January 7th, 2008 (6:00pm) Bob Walsh 8 Comments

For years, I’ve been looking for a serious online research tool that would let me not just add to the ratnest of bookmarks and “favorites” I have, but really control, annotate, correlate, tag and source online material. Last week, as I was gearing up to join WWD, I found an awesomely deep, free, open source and innovative tool in the form of a super-stable FireFox 2.0 extension: Zotero.

Zotero is a brainchild of the Center for History and New Media at George Mason University, well funded thanks to several grants, including $1.2 million from the Andrew W. Mellon Foundation. The money shows – Zotero is as slick as any commercial product, the documentation is deep and tasty with lots of nicely done screencasts and the developer info is some of the best Open Source project docs I’ve seen. Zotero has already gotten rave reviews in the academic community, with now 600,000 active users.


“How is Zotero better than bookmarks?” said Dan Cohen, Director of the Center for History and New Media. “There’s a bunch of things. First of all you can actually take snapshots of the web pages you bookmark. If they disappear in the future, you’ll have that snapshot. The other thing is, especially for people doing research, is that you can then take any items that you grab whether they are citations or whole articles and move them to other places, like Google Docs.”

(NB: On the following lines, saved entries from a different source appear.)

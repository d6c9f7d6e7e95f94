use crate::engine::{Storage, StorageInner};
use crate::error::{StorageError, StorageErrorExt};
use crate::settings::{DEFAULT_ALLOWED_EXTENSIONS, DEFAULT_MAX_SIZE_BYTES, StorageSettings};
use fxhash::FxHashSet;
use private::Sealed;
use std::path::{Path, PathBuf};
use std::sync::Arc;
use tokio::fs;
use tracing::info;

#[derive(Debug, Clone)]
struct StorageConfig {
    allowed_extensions: Vec<String>,
    max_size: u64,
    create: bool,
}

impl Default for StorageConfig {
    fn default() -> Self {
        Self {
            allowed_extensions: DEFAULT_ALLOWED_EXTENSIONS.map(str::to_owned).to_vec(),
            max_size: DEFAULT_MAX_SIZE_BYTES,
            create: true,
        }
    }
}

impl StorageConfig {
    fn validate(&self) -> Result<FxHashSet<String>, StorageError> {
        if self.max_size == 0 {
            return Err(StorageError::InvalidConfiguration {
                message: "max_size must be greater than zero".into(),
                context: None,
            });
        }

        let mut allowed = FxHashSet::default();
        for extension in &self.allowed_extensions {
            let normalized = extension.trim().to_ascii_lowercase();
            if normalized.is_empty()
                || !normalized.bytes().all(|b| b.is_ascii_lowercase() || b.is_ascii_digit())
            {
                return Err(StorageError::InvalidConfiguration {
                    message: format!("extension '{extension}' must match [0-9a-z]+").into(),
                    context: None,
                });
            }
            allowed.insert(normalized);
        }

        if allowed.is_empty() {
            return Err(StorageError::InvalidConfiguration {
                message: "at least one allowed extension is required".into(),
                context: None,
            });
        }

        Ok(allowed)
    }
}

#[derive(Debug, Default)]
pub struct NoRoot;
#[derive(Debug)]
pub struct WithRoot(PathBuf);

mod private {
    pub(super) trait Sealed {}
}
impl Sealed for NoRoot {}
impl Sealed for WithRoot {}

#[allow(private_bounds)]
#[derive(Debug, Default)]
pub struct StorageBuilder<S: Sealed = NoRoot> {
    state: S,
    config: StorageConfig,
}

#[allow(private_bounds)]
impl<S: Sealed> StorageBuilder<S> {
    /// Replaces the allowlist. Entries are lowercased.
    #[must_use = "Sets the extensions accepted by the storage engine"]
    pub fn allowed_extensions<I, E>(mut self, extensions: I) -> Self
    where
        I: IntoIterator<Item = E>,
        E: Into<String>,
    {
        self.config.allowed_extensions = extensions.into_iter().map(Into::into).collect();
        self
    }

    /// Inclusive byte ceiling per upload.
    #[must_use = "Sets the maximum upload size for the storage engine"]
    pub const fn max_size(mut self, bytes: u64) -> Self {
        self.config.max_size = bytes;
        self
    }

    #[must_use = "Sets whether the storage engine should be created if it does not exist"]
    pub const fn create(mut self, enable: bool) -> Self {
        self.config.create = enable;
        self
    }

    fn transition<N: Sealed>(self, state: N) -> StorageBuilder<N> {
        StorageBuilder { state, config: self.config }
    }
}

impl StorageBuilder<NoRoot> {
    #[must_use = "Creates a new storage builder with default configuration"]
    pub fn new() -> Self {
        Self::default()
    }

    #[must_use = "Sets the root directory path for the storage engine"]
    pub fn root(self, path: impl Into<PathBuf>) -> StorageBuilder<WithRoot> {
        self.transition(WithRoot(path.into()))
    }

    /// Seeds a builder from deserialized settings.
    #[must_use = "The storage engine is not initialized until you call .connect()"]
    pub fn from_settings(settings: &StorageSettings) -> StorageBuilder<WithRoot> {
        Self::new()
            .allowed_extensions(settings.allowed_extensions.iter().cloned())
            .max_size(settings.max_size_bytes)
            .root(&settings.root)
    }
}

impl StorageBuilder<WithRoot> {
    /// Consumes the configuration and initializes the storage engine.
    ///
    /// This method performs the following boot sequence:
    /// 1. **Validation**: Rejects a zero size limit and empty or malformed extensions.
    /// 2. **Bootstrapping**: Creates the root directory (mode `0o700` on unix) if
    ///    `create(true)` was set.
    /// 3. **Canonicalization**: Resolves the root path to an absolute, physical path.
    /// 4. **Registration**: Returns a thread-safe [`Storage`] handle.
    ///
    /// # Errors
    ///
    /// Returns [`StorageError::InvalidConfiguration`] if validation fails.
    /// Returns [`StorageError::Io`] if:
    /// - The root directory does not exist and `create` is false.
    /// - The process lacks permissions to create or resolve the root directory.
    pub async fn connect(self) -> Result<Storage, StorageError> {
        let allowed_extensions = self.config.validate()?;
        let root = &self.state.0;

        if self.config.create {
            provision(root)
                .await
                .context(format!("Failed to bootstrap storage root: {}", root.display()))?;
            info!(path = %root.display(), "Bootstrapped storage root directory");
        }

        let canonical = fs::canonicalize(root)
            .await
            .context(format!("Failed to resolve storage root: {}", root.display()))?;

        if !fs::metadata(&canonical).await.context("Failed to inspect storage root")?.is_dir() {
            return Err(StorageError::InvalidConfiguration {
                message: "storage root is not a directory".into(),
                context: Some(canonical.display().to_string().into()),
            });
        }

        info!(
            path = %canonical.display(),
            max_size = self.config.max_size,
            extensions = allowed_extensions.len(),
            "Storage engine ready"
        );

        Ok(Storage {
            inner: Arc::new(StorageInner {
                root: canonical,
                allowed_extensions,
                max_size: self.config.max_size,
            }),
        })
    }
}

async fn provision(root: &Path) -> std::io::Result<()> {
    let mut builder = fs::DirBuilder::new();
    builder.recursive(true);
    #[cfg(unix)]
    builder.mode(0o700);
    builder.create(root).await
}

While designed to make academic citations a one click snap, Zotero supports non-academic web workers:

  • Works with web sites, pdfs, files, images – basically anything on the web.
  • Also works with files on your PC, Mac or Linux box, including docs, photos and sound files.
  • An very clean pop up, use-and-put-away interface within Firefox.
  • Excellent support for tagging and notetaking.
  • One click importing of any public image on Flickr with its meta data.
  • A growing list of academic and mainstream (New York Times, The Economist, The Australian, Amazon) info sources that Zotero can parse and then extract citation data.
  • Once you grab a page, you can highlight text, add annotations, link to related pages or attach files to your heart’s content.
  • Integrates with OpenOffice, NeoOffice and Microsoft Word.
  • Drag and drop export to web worker tools like Google Docs.
  • Available in 24 languages so far, another 24 localizations in progress.

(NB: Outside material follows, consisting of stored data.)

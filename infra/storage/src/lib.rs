//! Upload storage engine: takes an untrusted file name and an untrusted byte stream and
//! stores the content under a single root directory.
//!
//! # Guarantees
//!
//! - **Safe names**: every stored name matches `[0-9a-z-]+(\.[0-9a-z]+)?`; separators,
//!   control characters and reserved device names never reach the filesystem.
//! - **No overwrites**: targets are claimed with an exclusive create. Name collisions
//!   resolve to `name-1.ext` through `name-255.ext`.
//! - **Bounded size**: the stream is cut off as soon as it crosses the configured limit.
//! - **No leftovers**: any failure after the target is claimed, including cancellation and
//!   a dropped save future, removes the partial file.
//!
//! # Architectural Overview
//!
//! 1.  **[`sanitize`]**: pure name normalization into a [`SanitizedName`].
//! 2.  **[`SizeGuarded`]**: a `Stream` adapter enforcing the byte ceiling via [`SizeGuard`].
//! 3.  **[`Storage`]**: the thread-safe handle that validates, claims a target and streams
//!     into it.
//! 4.  **[`StorageBuilder`]**: a type-safe fluent builder, also fed by [`StorageSettings`].
//!
//! # Examples
//!
//! ```rust
//! use stow_storage::{Storage, StorageError, StorageErrorKind};
//!
//! #[tokio::main]
//! async fn main() -> Result<(), StorageError> {
//!     # let tmp = tempfile::tempdir().unwrap();
//!     # let root = tmp.path().join("uploads");
//!     let storage = Storage::builder()
//!         .root(&root)
//!         .allowed_extensions(["pdf"])
//!         .connect()
//!         .await?;
//!
//!     let first = storage.save_reader("Invoice 2024.pdf", &b"%PDF-1.7"[..]).await?;
//!     let second = storage.save_reader("invoice-2024.pdf", &b"%PDF-1.7"[..]).await?;
//!     assert_eq!(first.name, "invoice-2024.pdf");
//!     assert_eq!(second.name, "invoice-2024-1.pdf");
//!
//!     let err = storage.save_reader("payload.exe", &b"MZ"[..]).await.unwrap_err();
//!     assert_eq!(err.kind(), StorageErrorKind::InvalidExtension);
//!     Ok(())
//! }
//! ```

mod allocator;
mod builder;
mod engine;
mod error;
mod guard;
mod sanitize;
mod settings;

pub use allocator::MAX_COLLISION_COUNTER;
pub use builder::{NoRoot, StorageBuilder, WithRoot};
pub use engine::{SavedFile, Storage, StorageInner};
pub use error::{StorageError, StorageErrorExt, StorageErrorKind};
pub use guard::{SizeGuard, SizeGuarded};
pub use sanitize::{MAX_STORED_NAME_BYTES, SanitizedName, sanitize};
pub use settings::{
    DEFAULT_ALLOWED_EXTENSIONS, DEFAULT_MAX_SIZE_BYTES, DEFAULT_ROOT, StorageSettings,
};
pub use tokio_util::sync::CancellationToken;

One of the coolest Zotero features is being able to take one of your collections and with one click, map it to a timeline display by either the date you added items, or the date those items were published or edited on the web. Timelines are hard to put into words – here’s one online example and then there’s the 45-foot long physical timeline display at the heart of the Churchill Museum and Cabinet War Rooms in London. Basically, timelines give you control of years of information, not just piles of bookmarks, letting you rocket backward and forward in your research project or online life.

While Version 1.0 was released just this past Oct. 31st, the 6 person core development team with the motto, “Research, not re-search” has some ambitious plans for this year:

  • Joining forces with the Internet Archive to create a one-click, del.icio.us-like “Zotero Commons”.
  • Supporting instant mashups with Google Maps and Google Earth.
  • Recommendation engine and RSS feeds.
  • Remote library backup and access.
  • A Zotero Server so collections can be shared either in an organization or online.

Zotero works with Firefox 2.0 and up, running on Windows, Mac or Linux operating systems.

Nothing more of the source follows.